*** RECORDS SUPPLIED
//! Day and hour-slot records.
//!
//! # Responsibility
//! - Define the stored shape of a daily log and its 24 hour blocks.
//! - Define the assembled read model handed to callers.
//!
//! # Invariants
//! - `swept_at.is_some()` implies `is_locked && status == History`.
//! - Hours are in `0..=23` and unique per day.

use crate::model::date_key::DateKey;
use crate::model::lifecycle::DayStatus;
use crate::model::score::ScoreInput;
use crate::model::todo::Todo;
use serde::{Deserialize, Serialize};
use std::error::Error;
use std::fmt::{Display, Formatter};
use uuid::Uuid;

pub type UserId = Uuid;
pub type DailyLogId = Uuid;
pub type HourBlockId = Uuid;

/// Number of fixed hour slots per day.
pub const HOURS_PER_DAY: u8 = 24;
/// Upper bound for planned/reflection text, in characters.
pub const MAX_SLOT_TEXT_CHARS: usize = 2000;

/// One user with the zone used to derive their "today".
#[derive(Debug, Clone, PartialEq, Eq, Serialize, Deserialize)]
pub struct User {
    pub id: UserId,
    /// IANA zone name, validated on write.
    pub timezone: String,
}

/// Stored day row.
#[derive(Debug, Clone, PartialEq, Eq, Serialize, Deserialize)]
pub struct DailyLog {
    pub id: DailyLogId,
    pub user_id: UserId,
    pub date: DateKey,
    pub status: DayStatus,
    pub is_locked: bool,
    /// Frozen 0..=100 score, set at sweep or manually.
    pub score: Option<i64>,
    /// Deterministic summary text.
    pub summary: Option<String>,
    /// Enrichment text; stale values are kept when enrichment fails.
    pub ai_summary: Option<String>,
    pub ai_model: Option<String>,
    /// Epoch ms of the sweep that closed this day.
    pub swept_at: Option<i64>,
}

impl DailyLog {
    pub fn is_swept(&self) -> bool {
        self.swept_at.is_some()
    }

    /// Checks the swept-implies-locked-history invariant.
    pub fn validate(&self) -> Result<(), DayValidationError> {
        if self.is_swept() && (!self.is_locked || self.status != DayStatus::History) {
            return Err(DayValidationError::SweptDayNotClosed(self.id));
        }
        if let Some(score) = self.score {
            if !(0..=100).contains(&score) {
                return Err(DayValidationError::ScoreOutOfRange(score));
            }
        }
        Ok(())
    }
}

/// Stored hour slot row.
#[derive(Debug, Clone, PartialEq, Eq, Serialize, Deserialize)]
pub struct HourBlock {
    pub id: HourBlockId,
    pub daily_log_id: DailyLogId,
    pub hour: u8,
    pub planned_text: String,
    pub reflection_text: String,
}

/// One hour slot with its ordered todos.
#[derive(Debug, Clone, PartialEq, Eq, Serialize, Deserialize)]
pub struct HourBlockView {
    pub block: HourBlock,
    /// Display order: `sort_order ASC, created_at ASC`.
    pub todos: Vec<Todo>,
}

/// A day with all 24 slots, ready to render or sweep.
#[derive(Debug, Clone, PartialEq, Eq, Serialize, Deserialize)]
pub struct DayView {
    pub log: DailyLog,
    /// Ascending by hour.
    pub blocks: Vec<HourBlockView>,
}

impl DayView {
    /// Iterates every todo in display order.
    pub fn todos(&self) -> impl Iterator<Item = &Todo> {
        self.blocks.iter().flat_map(|view| view.todos.iter())
    }

    pub fn block_for_hour(&self, hour: u8) -> Option<&HourBlockView> {
        self.blocks.iter().find(|view| view.block.hour == hour)
    }

    /// Completion counters over every todo of the day.
    pub fn score_input(&self) -> ScoreInput {
        self.todos().fold(ScoreInput::default(), |mut acc, todo| {
            acc.total_estimated_minutes += todo.estimated_minutes;
            if todo.is_done() {
                acc.completed_estimated_minutes += todo.estimated_minutes;
                acc.completed_count += 1;
            }
            acc
        })
    }

    pub fn pending_count(&self) -> usize {
        self.todos().filter(|todo| !todo.is_done()).count()
    }

    /// Frozen score for swept days, live preview otherwise.
    pub fn effective_score(&self) -> i64 {
        match (self.log.is_swept(), self.log.score) {
            (true, Some(frozen)) => frozen,
            _ => self.score_input().score(),
        }
    }
}

/// Validation failures for day records and slot input.
#[derive(Debug, Clone, PartialEq, Eq)]
pub enum DayValidationError {
    SweptDayNotClosed(DailyLogId),
    ScoreOutOfRange(i64),
    HourOutOfRange(i64),
    TextTooLong { max_chars: usize, actual_chars: usize },
}

impl Display for DayValidationError {
    fn fmt(&self, f: &mut Formatter<'_>) -> std::fmt::Result {
        match self {
            Self::SweptDayNotClosed(id) => {
                write!(f, "swept day {id} must be locked and in history")
            }
            Self::ScoreOutOfRange(value) => write!(f, "score {value} is outside 0..=100"),
            Self::HourOutOfRange(value) => write!(f, "hour {value} is outside 0..=23"),
            Self::TextTooLong {
                max_chars,
                actual_chars,
            } => write!(f, "text has {actual_chars} chars; limit is {max_chars}"),
        }
    }
}

impl Error for DayValidationError {}

/// Validates an hour index from external input.
pub fn validate_hour(hour: i64) -> Result<u8, DayValidationError> {
    if (0..i64::from(HOURS_PER_DAY)).contains(&hour) {
        Ok(hour as u8)
    } else {
        Err(DayValidationError::HourOutOfRange(hour))
    }
}

/// Validates planned/reflection text length.
pub fn validate_slot_text(text: &str) -> Result<(), DayValidationError> {
    let actual_chars = text.chars().count();
    if actual_chars > MAX_SLOT_TEXT_CHARS {
        return Err(DayValidationError::TextTooLong {
            max_chars: MAX_SLOT_TEXT_CHARS,
            actual_chars,
        });
    }
    Ok(())
}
******
WHAT TO PRODUCE ▸ Of the lines above, copy each one that contains the word "match".

ANSWER FOR THIS EXERCISE ▸
        match (self.log.is_swept(), self.log.score) {
        match self {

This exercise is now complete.